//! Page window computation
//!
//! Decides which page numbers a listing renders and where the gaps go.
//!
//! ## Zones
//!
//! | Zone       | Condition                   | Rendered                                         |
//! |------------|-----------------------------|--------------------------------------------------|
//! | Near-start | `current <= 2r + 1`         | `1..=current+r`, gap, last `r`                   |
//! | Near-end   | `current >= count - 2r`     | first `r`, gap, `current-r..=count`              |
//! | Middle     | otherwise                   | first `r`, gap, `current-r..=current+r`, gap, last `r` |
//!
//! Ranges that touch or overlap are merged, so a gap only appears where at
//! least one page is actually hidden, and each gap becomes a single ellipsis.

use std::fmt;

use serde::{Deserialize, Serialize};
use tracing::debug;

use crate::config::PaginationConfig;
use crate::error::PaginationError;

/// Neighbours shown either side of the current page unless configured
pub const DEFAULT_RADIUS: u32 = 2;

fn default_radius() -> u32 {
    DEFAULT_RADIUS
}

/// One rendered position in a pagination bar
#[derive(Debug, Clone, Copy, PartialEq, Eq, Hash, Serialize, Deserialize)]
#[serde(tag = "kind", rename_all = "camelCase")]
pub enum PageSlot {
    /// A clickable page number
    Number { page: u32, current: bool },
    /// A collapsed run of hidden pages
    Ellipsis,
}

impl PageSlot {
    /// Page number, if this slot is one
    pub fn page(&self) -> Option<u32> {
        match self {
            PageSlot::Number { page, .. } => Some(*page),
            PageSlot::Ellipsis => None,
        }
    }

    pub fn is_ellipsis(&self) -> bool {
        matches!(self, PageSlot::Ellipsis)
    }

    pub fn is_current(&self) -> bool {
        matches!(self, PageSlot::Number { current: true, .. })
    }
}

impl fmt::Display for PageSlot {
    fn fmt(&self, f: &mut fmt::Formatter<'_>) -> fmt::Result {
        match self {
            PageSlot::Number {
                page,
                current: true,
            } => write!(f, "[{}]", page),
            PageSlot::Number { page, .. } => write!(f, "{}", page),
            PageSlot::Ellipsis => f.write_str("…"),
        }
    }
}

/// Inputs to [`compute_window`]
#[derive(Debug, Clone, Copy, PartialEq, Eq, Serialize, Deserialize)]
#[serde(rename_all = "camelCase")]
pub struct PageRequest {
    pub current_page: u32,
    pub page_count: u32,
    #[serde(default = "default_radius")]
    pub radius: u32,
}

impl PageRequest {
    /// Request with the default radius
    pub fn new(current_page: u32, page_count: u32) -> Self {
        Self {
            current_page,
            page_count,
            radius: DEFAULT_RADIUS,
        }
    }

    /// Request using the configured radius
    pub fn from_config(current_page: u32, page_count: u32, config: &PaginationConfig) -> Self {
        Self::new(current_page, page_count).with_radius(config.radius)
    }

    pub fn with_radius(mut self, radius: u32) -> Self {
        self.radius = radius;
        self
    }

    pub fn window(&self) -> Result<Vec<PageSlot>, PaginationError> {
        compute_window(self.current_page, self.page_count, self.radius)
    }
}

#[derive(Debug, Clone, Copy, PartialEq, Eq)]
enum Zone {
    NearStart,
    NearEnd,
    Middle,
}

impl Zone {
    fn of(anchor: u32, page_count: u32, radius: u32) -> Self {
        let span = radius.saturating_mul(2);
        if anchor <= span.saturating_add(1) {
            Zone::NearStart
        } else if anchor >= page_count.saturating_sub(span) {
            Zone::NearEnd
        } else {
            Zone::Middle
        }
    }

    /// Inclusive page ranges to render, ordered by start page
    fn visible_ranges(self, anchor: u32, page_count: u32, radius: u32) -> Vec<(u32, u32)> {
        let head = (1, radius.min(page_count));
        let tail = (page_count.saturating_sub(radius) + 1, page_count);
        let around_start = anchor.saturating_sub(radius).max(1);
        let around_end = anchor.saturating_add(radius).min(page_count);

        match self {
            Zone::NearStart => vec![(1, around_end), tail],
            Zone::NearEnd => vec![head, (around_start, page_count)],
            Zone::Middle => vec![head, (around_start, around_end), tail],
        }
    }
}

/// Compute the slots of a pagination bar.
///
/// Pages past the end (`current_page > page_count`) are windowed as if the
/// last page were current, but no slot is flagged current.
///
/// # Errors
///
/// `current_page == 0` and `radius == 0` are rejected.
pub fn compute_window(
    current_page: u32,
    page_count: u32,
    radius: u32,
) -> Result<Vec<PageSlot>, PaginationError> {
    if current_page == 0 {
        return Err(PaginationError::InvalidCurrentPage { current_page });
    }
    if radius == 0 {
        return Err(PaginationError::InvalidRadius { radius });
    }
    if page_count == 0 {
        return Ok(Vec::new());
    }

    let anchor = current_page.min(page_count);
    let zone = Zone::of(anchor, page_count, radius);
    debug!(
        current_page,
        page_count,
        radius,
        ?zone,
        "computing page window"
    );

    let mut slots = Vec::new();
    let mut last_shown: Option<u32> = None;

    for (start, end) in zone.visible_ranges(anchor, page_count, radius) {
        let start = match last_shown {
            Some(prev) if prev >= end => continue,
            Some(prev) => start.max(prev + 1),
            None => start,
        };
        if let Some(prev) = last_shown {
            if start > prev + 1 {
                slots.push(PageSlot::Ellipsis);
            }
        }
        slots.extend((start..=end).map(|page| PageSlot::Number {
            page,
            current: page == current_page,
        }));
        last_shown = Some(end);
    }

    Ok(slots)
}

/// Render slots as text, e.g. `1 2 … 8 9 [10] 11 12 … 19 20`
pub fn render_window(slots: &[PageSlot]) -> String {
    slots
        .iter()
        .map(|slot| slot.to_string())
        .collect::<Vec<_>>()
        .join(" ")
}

++++++++++

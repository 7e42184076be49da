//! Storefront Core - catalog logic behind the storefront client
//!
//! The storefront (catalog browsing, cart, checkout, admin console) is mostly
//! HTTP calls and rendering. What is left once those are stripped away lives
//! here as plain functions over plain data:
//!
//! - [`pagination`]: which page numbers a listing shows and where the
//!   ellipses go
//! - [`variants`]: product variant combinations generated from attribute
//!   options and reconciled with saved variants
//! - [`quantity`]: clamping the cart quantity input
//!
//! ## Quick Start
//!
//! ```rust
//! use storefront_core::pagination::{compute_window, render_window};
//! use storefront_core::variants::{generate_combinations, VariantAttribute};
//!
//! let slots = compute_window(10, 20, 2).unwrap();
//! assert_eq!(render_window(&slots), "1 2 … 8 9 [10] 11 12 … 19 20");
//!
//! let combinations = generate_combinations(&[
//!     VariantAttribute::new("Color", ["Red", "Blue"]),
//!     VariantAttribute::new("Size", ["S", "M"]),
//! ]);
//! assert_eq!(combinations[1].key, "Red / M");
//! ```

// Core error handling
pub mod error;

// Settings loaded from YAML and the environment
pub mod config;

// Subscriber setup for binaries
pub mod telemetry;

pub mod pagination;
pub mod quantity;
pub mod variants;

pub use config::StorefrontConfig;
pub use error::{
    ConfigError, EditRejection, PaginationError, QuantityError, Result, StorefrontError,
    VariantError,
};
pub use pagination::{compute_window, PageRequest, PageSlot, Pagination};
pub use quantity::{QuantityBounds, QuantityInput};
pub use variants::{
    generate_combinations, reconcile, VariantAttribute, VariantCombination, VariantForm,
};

++++++++++

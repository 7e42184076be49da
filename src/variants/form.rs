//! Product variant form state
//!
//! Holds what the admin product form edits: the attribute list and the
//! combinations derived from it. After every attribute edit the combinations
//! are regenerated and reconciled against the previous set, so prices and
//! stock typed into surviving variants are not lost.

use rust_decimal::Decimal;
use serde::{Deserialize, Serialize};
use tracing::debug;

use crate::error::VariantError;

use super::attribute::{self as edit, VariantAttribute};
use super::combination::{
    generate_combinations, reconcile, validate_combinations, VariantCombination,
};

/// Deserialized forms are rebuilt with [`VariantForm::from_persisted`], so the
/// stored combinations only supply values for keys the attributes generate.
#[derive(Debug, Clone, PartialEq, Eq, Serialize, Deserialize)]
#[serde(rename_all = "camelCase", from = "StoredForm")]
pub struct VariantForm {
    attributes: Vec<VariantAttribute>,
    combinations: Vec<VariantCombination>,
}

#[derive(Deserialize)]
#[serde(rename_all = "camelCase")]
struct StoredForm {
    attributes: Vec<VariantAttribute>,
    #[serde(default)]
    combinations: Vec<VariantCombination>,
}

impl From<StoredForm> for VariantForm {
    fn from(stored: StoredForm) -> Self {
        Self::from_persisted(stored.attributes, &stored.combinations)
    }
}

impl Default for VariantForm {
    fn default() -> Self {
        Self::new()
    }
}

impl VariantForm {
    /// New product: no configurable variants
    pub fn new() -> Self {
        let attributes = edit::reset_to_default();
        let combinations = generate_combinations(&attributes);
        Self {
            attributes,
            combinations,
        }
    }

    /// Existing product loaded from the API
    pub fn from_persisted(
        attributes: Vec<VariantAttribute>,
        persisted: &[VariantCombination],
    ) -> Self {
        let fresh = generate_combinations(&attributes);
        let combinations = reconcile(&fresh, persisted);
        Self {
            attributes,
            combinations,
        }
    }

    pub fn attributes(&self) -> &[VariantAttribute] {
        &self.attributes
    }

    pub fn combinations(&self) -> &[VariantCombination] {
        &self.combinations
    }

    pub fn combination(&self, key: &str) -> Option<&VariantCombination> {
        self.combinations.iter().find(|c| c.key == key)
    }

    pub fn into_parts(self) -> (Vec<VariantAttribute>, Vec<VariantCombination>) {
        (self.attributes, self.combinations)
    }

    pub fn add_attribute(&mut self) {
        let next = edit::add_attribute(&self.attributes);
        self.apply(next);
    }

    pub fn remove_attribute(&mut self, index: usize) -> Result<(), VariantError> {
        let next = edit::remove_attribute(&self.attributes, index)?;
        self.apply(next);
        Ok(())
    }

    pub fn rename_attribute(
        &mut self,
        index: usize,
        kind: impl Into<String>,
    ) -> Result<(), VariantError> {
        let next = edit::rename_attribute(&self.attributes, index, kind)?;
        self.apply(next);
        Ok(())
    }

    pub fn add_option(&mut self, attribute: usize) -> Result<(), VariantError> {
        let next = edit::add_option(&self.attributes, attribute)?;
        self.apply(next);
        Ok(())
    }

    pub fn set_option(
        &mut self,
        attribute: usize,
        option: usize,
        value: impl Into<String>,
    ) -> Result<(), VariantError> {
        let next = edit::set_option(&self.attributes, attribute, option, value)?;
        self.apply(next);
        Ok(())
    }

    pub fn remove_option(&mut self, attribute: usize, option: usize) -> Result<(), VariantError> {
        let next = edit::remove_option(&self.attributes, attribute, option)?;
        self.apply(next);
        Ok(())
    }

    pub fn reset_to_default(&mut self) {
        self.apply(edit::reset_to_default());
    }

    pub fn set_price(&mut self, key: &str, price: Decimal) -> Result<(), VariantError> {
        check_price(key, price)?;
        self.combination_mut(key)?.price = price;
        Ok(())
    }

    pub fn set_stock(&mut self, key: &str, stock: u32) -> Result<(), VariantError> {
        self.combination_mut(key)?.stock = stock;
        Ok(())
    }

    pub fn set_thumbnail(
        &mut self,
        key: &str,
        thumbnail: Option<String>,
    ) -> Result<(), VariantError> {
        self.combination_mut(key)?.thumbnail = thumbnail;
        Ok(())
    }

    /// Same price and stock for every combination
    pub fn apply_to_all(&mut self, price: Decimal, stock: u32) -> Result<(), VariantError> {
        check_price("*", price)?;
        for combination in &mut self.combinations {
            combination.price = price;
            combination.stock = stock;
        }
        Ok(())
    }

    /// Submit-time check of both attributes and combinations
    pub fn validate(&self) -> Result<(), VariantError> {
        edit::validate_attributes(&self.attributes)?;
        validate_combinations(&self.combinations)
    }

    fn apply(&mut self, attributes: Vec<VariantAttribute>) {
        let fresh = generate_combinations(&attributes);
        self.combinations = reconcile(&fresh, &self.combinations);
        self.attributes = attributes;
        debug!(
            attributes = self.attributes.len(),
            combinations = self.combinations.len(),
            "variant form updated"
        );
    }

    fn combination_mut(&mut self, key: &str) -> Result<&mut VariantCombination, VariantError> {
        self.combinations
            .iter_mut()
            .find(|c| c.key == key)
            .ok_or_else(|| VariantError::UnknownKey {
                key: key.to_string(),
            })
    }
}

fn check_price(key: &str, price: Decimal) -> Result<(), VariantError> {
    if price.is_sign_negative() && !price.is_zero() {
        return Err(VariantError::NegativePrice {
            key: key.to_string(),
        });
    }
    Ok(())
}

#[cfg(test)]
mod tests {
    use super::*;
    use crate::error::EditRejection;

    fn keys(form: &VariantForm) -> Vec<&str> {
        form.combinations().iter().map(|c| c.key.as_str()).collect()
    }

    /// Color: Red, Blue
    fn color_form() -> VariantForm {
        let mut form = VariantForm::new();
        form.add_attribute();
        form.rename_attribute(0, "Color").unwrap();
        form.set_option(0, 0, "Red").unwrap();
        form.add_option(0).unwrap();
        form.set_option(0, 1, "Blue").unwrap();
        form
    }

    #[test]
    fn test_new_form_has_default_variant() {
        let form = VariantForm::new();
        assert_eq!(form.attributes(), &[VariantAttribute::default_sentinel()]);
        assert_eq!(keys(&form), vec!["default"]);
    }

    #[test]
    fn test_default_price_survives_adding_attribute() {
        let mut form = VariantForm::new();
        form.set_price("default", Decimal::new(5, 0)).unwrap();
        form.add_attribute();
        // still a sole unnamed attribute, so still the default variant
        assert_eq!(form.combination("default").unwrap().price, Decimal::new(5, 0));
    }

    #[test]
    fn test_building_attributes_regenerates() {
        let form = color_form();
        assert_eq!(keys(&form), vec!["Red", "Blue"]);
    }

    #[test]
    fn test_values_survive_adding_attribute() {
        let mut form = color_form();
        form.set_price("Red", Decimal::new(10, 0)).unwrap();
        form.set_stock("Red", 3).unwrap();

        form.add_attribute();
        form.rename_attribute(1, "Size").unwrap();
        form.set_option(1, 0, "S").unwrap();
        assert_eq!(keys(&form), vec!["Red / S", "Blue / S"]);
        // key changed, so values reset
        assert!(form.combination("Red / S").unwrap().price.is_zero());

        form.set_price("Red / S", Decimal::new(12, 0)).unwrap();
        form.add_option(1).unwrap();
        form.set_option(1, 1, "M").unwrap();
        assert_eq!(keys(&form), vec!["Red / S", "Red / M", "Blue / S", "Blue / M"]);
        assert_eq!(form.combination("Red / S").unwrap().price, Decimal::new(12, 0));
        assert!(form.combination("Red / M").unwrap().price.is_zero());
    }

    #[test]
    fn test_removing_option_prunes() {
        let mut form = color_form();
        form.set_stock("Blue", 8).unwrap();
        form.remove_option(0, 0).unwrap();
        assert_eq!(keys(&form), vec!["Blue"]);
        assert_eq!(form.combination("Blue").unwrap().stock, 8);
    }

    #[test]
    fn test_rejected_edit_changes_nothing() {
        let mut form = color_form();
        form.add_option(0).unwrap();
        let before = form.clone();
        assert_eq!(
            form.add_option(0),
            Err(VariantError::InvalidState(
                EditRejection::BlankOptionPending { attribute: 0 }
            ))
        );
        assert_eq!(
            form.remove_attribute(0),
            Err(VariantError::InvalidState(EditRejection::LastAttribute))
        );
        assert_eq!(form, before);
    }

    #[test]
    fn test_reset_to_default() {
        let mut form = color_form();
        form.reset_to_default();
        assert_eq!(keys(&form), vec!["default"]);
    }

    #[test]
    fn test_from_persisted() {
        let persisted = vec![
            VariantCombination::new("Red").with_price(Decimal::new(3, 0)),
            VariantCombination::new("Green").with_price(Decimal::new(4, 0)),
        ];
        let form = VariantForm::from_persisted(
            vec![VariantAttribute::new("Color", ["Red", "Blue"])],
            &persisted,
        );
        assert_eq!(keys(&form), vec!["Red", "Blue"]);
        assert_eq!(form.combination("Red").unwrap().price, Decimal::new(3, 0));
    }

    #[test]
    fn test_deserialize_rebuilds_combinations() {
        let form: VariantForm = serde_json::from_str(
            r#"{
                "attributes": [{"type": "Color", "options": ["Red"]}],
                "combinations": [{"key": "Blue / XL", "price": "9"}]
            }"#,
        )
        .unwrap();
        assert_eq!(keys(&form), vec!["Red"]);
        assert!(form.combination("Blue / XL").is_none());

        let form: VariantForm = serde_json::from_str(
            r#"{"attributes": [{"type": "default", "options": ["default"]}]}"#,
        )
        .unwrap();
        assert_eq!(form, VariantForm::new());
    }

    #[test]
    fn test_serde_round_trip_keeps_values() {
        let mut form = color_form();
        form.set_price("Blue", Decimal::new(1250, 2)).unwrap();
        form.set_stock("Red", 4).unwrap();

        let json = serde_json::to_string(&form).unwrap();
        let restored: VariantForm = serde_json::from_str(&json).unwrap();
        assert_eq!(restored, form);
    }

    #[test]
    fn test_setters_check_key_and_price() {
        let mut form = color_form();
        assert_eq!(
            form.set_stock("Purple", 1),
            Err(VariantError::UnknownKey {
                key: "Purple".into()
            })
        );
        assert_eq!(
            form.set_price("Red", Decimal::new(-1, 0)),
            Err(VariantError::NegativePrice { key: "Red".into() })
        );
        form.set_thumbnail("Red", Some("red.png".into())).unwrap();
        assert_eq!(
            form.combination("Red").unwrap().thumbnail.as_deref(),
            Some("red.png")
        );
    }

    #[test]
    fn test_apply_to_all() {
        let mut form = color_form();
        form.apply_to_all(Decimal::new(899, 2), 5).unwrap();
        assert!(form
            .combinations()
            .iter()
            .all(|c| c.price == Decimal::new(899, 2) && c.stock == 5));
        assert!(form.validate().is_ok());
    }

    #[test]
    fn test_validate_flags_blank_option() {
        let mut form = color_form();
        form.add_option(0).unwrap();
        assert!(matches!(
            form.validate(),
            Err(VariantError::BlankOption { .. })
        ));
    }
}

++++++++++

WHAT THE TASK ASKS:
When a line in the listing has the word "StoredForm", return that line.

RESPONSE AREA:
#[serde(rename_all = "camelCase", from = "StoredForm")]
struct StoredForm {
impl From<StoredForm> for VariantForm {
    fn from(stored: StoredForm) -> Self {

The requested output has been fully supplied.